__EXERCISE__
Line count for "BoxStream": say how many lines of the data contain it, with no other text.
:: INPUT DATA
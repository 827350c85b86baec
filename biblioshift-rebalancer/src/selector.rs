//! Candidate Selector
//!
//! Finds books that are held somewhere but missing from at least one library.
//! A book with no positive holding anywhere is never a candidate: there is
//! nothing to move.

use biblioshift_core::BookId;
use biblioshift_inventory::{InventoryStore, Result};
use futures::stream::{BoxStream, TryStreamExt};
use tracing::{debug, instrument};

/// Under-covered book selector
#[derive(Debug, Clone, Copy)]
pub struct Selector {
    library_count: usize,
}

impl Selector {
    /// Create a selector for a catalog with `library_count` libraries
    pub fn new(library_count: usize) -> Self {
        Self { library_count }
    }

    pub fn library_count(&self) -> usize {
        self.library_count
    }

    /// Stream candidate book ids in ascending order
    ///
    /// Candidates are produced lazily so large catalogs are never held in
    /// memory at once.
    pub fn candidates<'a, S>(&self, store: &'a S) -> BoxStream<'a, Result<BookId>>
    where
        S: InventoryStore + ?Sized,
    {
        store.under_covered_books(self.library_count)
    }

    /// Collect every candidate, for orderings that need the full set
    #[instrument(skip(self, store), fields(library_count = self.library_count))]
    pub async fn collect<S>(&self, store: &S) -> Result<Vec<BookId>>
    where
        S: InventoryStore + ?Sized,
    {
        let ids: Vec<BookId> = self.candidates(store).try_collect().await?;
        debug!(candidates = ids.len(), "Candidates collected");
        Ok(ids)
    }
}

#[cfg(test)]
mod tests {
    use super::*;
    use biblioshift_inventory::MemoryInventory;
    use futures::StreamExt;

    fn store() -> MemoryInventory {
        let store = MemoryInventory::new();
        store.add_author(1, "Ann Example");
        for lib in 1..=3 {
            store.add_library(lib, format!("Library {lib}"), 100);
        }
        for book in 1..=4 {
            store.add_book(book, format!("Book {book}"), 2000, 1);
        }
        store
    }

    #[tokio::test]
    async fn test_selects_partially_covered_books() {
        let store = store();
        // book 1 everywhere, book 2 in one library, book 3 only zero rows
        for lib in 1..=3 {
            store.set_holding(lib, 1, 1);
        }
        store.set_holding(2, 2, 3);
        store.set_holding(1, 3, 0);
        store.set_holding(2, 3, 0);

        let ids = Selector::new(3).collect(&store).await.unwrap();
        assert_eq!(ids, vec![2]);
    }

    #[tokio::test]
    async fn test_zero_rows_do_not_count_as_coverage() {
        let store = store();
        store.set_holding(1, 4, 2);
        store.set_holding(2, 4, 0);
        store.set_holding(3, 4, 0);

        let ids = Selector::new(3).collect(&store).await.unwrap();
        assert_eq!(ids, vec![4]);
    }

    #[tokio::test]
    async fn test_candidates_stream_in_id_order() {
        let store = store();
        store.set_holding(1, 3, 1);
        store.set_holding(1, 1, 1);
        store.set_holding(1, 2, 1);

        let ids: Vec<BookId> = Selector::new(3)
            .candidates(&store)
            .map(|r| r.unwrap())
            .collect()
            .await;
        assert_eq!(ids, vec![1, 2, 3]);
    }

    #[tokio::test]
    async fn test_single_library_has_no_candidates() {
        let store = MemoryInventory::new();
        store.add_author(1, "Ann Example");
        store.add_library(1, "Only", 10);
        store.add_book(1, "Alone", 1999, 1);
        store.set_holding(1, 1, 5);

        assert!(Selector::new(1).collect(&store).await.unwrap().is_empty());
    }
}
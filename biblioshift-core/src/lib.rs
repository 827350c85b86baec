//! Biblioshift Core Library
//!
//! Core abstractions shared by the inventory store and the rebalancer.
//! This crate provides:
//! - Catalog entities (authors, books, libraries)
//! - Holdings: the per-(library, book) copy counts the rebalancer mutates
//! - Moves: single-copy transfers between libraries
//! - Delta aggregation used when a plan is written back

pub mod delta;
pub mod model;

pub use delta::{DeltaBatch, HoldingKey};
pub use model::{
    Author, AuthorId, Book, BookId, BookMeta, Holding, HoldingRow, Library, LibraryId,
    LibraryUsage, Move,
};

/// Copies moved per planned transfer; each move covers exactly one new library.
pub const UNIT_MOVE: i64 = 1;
::::
__REPLY__
2